Taiwan may file a complaint with the WTO against Canada over its long refusal to allow generalized preferential tariffs (GPT) on textile products made in Taiwan, a Ministry of Economic Affairs (MOEA) official said yesterday.
Since 1974, Canada has granted GPT treatment to more than 1,000 products, including bicycles, lumber, machine tools, sanitation equipment, steel goods, eyeglasses, auto parts and textiles, from China, South Korea and several other countries that are similar to Taiwan in terms of economic development.
Since its accession to the WTO in 2002, Taiwan has been lobbying Canada for similar tariff terms, but Ottawa has remained cool to the requests, the MOEA official said.

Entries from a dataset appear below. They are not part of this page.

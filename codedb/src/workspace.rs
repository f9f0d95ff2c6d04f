use std::fs;
use std::path::{Path, PathBuf};
use tracing::{debug, info};

use crate::config::{DbConfig, CONFIG_FILE};
use crate::errors::{unify_path, CodeDbError, CodeDbResult};

pub const WORKSPACE_DIR: &str = ".codedb";
pub const DB_FILE: &str = "db";
pub const LOCK_FILE: &str = "lock";
const MAX_UPWARD_STEPS: usize = 64;

/// A located `.codedb` directory and the project root it indexes
#[derive(Debug, Clone, PartialEq, Eq)]
pub struct Workspace {
    /// The directory containing `.codedb`; stored paths are relative to it
    pub root: PathBuf,
    /// The `.codedb` directory itself
    pub db_dir: PathBuf,
}

impl Workspace {
    /// Wraps an existing `.codedb` directory
    pub fn from_db_dir(db_dir: &Path) -> CodeDbResult<Self> {
        let db_dir = unify_path(db_dir);
        if !db_dir.is_dir() {
            return Err(CodeDbError::database_error(format!(
                "{} is not a codedb directory",
                db_dir.display()
            )));
        }
        let root = db_dir
            .parent()
            .map(Path::to_path_buf)
            .ok_or_else(|| CodeDbError::database_error("database directory has no parent"))?;
        Ok(Self { root, db_dir })
    }

    pub fn db_file(&self) -> PathBuf {
        self.db_dir.join(DB_FILE)
    }

    pub fn lock_file(&self) -> PathBuf {
        self.db_dir.join(LOCK_FILE)
    }

    pub fn config_file(&self) -> PathBuf {
        self.db_dir.join(CONFIG_FILE)
    }

    /// Loads the layered configuration for this database
    pub fn config(&self) -> CodeDbResult<DbConfig> {
        DbConfig::load(&self.db_dir)
    }
}

/// Initialize a new database directory under `root`.
///
/// An existing configuration is left untouched so re-running init is harmless.
pub fn init_workspace(root: &Path) -> CodeDbResult<Workspace> {
    let root = root.canonicalize()?;
    let db_dir = root.join(WORKSPACE_DIR);
    fs::create_dir_all(&db_dir)?;

    let workspace = Workspace::from_db_dir(&db_dir)?;
    if !workspace.config_file().exists() {
        DbConfig::default().save(&workspace.config_file())?;
    }
    if !workspace.lock_file().exists() {
        fs::File::create(workspace.lock_file())?;
    }

    info!("Initialized codedb in {}", workspace.db_dir.display());
    Ok(workspace)
}

/// Find the nearest `.codedb` by walking upward from `starting_dir`
pub fn locate_workspace(starting_dir: &Path) -> CodeDbResult<Workspace> {
    let mut current = unify_path(starting_dir);

    for _ in 0..MAX_UPWARD_STEPS {
        let marker = current.join(WORKSPACE_DIR);
        if marker.is_dir() {
            debug!("Found database at {}", marker.display());
            return Workspace::from_db_dir(&marker);
        }
        if !current.pop() {
            break;
        }
    }

    Err(CodeDbError::database_error(format!(
        "no {} directory found in {} or its parents",
        WORKSPACE_DIR,
        starting_dir.display()
    )))
}

#[cfg(test)]
mod tests {
    use super::*;
    use tempfile::TempDir;

    #[test]
    fn test_workspace_detection() -> CodeDbResult<()> {
        let temp = TempDir::new().unwrap();
        let root = temp.path();

        let nested = root.join("a").join("b").join("c");
        fs::create_dir_all(&nested).unwrap();

        assert!(locate_workspace(&nested).is_err());

        let workspace_root = root.join("a");
        init_workspace(&workspace_root)?;

        let found = locate_workspace(&nested)?;
        assert_eq!(found.root, unify_path(&workspace_root));
        assert_eq!(found.db_dir, unify_path(&workspace_root.join(WORKSPACE_DIR)));

        Ok(())
    }

    #[test]
    fn test_workspace_initialization() -> CodeDbResult<()> {
        let temp = TempDir::new().unwrap();
        let root = temp.path();

        let workspace = init_workspace(root)?;
        assert_eq!(workspace.root, unify_path(root));
        assert!(workspace.config_file().exists());
        assert!(workspace.lock_file().exists());
        assert!(!workspace.db_file().exists());
        assert_eq!(workspace.config()?.find_threads, "default");

        Ok(())
    }

    #[test]
    fn test_init_keeps_existing_config() -> CodeDbResult<()> {
        let temp = TempDir::new().unwrap();
        let workspace = init_workspace(temp.path())?;
        fs::write(workspace.config_file(), "find-threads: \"3\"\n")?;

        let again = init_workspace(temp.path())?;
        assert_eq!(again.config()?.thread_count()?, 3);

        Ok(())
    }
}
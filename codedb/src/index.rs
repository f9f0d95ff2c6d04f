use glob::Pattern;
use ignore::WalkBuilder;
use std::fs;
use std::path::{Component, Path, PathBuf};
use tracing::{debug, info, warn};

use crate::database::{DatabaseWriter, WriteStats};
use crate::errors::{CodeDbError, CodeDbResult};
use crate::lock::DbLock;
use crate::workspace::{Workspace, WORKSPACE_DIR};

/// Compiled `ignore-patterns`, matched against '/'-separated relative paths
#[derive(Debug, Clone, Default)]
pub struct IgnoreSet {
    patterns: Vec<Pattern>,
}

impl IgnoreSet {
    pub fn new(patterns: &[String]) -> CodeDbResult<Self> {
        let patterns = patterns
            .iter()
            .map(|p| {
                Pattern::new(p).map_err(|e| {
                    CodeDbError::config_error(format!("invalid ignore pattern '{}': {}", p, e))
                })
            })
            .collect::<CodeDbResult<Vec<_>>>()?;
        Ok(Self { patterns })
    }

    pub fn is_ignored(&self, relative: &str) -> bool {
        relative == WORKSPACE_DIR
            || relative.starts_with(&format!("{}/", WORKSPACE_DIR))
            || self.patterns.iter().any(|p| p.matches(relative))
    }
}

/// Path of `path` relative to `root` with '/' separators, if it is below it
pub fn relative_path(path: &Path, root: &Path) -> Option<String> {
    let relative = path.strip_prefix(root).ok()?;
    let parts = relative
        .components()
        .map(|c| match c {
            Component::Normal(part) => part.to_str(),
            _ => None,
        })
        .collect::<Option<Vec<_>>>()?;
    if parts.is_empty() {
        return None;
    }
    Some(parts.join("/"))
}

/// What the builder found in a candidate file
#[derive(Debug, PartialEq, Eq)]
enum FileText {
    Text(String),
    /// Contains a NUL byte
    Binary,
    /// No NUL bytes, but not valid UTF-8 (e.g. Latin-1)
    NotUtf8,
}

fn classify(bytes: Vec<u8>) -> FileText {
    if bytes.contains(&0) {
        return FileText::Binary;
    }
    match String::from_utf8(bytes) {
        Ok(text) => FileText::Text(text),
        Err(_) => FileText::NotUtf8,
    }
}

/// Every indexable file under `root`, sorted by relative path
pub fn collect_files(root: &Path, ignore: &IgnoreSet) -> Vec<(String, PathBuf)> {
    let mut walker = WalkBuilder::new(root);
    walker
        .hidden(true)
        .ignore(true)
        .git_ignore(true)
        .git_global(true)
        .git_exclude(true)
        .require_git(false);

    let mut files: Vec<(String, PathBuf)> = walker
        .build()
        .filter_map(|entry| match entry {
            Ok(entry) => Some(entry),
            Err(e) => {
                warn!("Skipping unreadable entry: {}", e);
                None
            }
        })
        .filter(|entry| entry.file_type().is_some_and(|ft| ft.is_file()))
        .filter_map(|entry| {
            let relative = relative_path(entry.path(), root)?;
            if ignore.is_ignored(&relative) {
                return None;
            }
            Some((relative, entry.into_path()))
        })
        .collect();

    files.sort_by(|a, b| a.0.cmp(&b.0));
    files
}

/// (Re)builds the database of `workspace` from its project tree.
///
/// Holds the exclusive lock while writing, so a concurrent find fails with a
/// lock error rather than reading a half-written database.
pub fn build_database(workspace: &Workspace) -> CodeDbResult<WriteStats> {
    let config = workspace.config()?;
    let ignore = IgnoreSet::new(&config.ignore_patterns)?;
    let _lock = DbLock::exclusive(&workspace.lock_file())?;

    info!("Indexing {}", workspace.root.display());
    let files = collect_files(&workspace.root, &ignore);
    debug!("Found {} candidate files", files.len());

    let mut writer = DatabaseWriter::new(config.build_chunk_size);
    let mut binary = 0;
    let mut not_utf8 = 0;
    for (relative, path) in &files {
        match classify(fs::read(path)?) {
            FileText::Text(content) => writer.add_file(relative, &content)?,
            FileText::Binary => {
                debug!("Skipping binary file {}", relative);
                binary += 1;
            }
            FileText::NotUtf8 => {
                warn!("Skipping {}: not valid UTF-8", relative);
                not_utf8 += 1;
            }
        }
    }

    let stats = writer.finish(&workspace.db_file())?;
    info!(
        "Indexed {} files into {} chunks ({} skipped as binary, {} as non-UTF-8)",
        stats.files, stats.chunks, binary, not_utf8
    );
    Ok(stats)
}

“When our two countries held an economic and trade consultation conference in January, Canada finally gave a slight response, but its promise only further disappointed us,” the official said.
At present, Canada allows Taiwan most favored nation (MFN) tariff treatment, under which tariff rates range between 3 percent and 6 percent. In comparison, most of the 1,000-plus items that are given GPT treatment enjoy zero tariffs. The tariff gap between GPT and MFN for textile goods is 3.51 percent, which has hampered the competitiveness of Taiwanese textiles in the Canadian market against similar products from South Korea and China.
Minister of Economic Affairs Shih Yen-shiang (施顏祥) has directed MOEA agencies to use all means possible to protest Canada’s policy on Taiwanese textile products, the official said, adding that Taiwan might lodge a protest, or even file a complaint, with the WTO if necessary.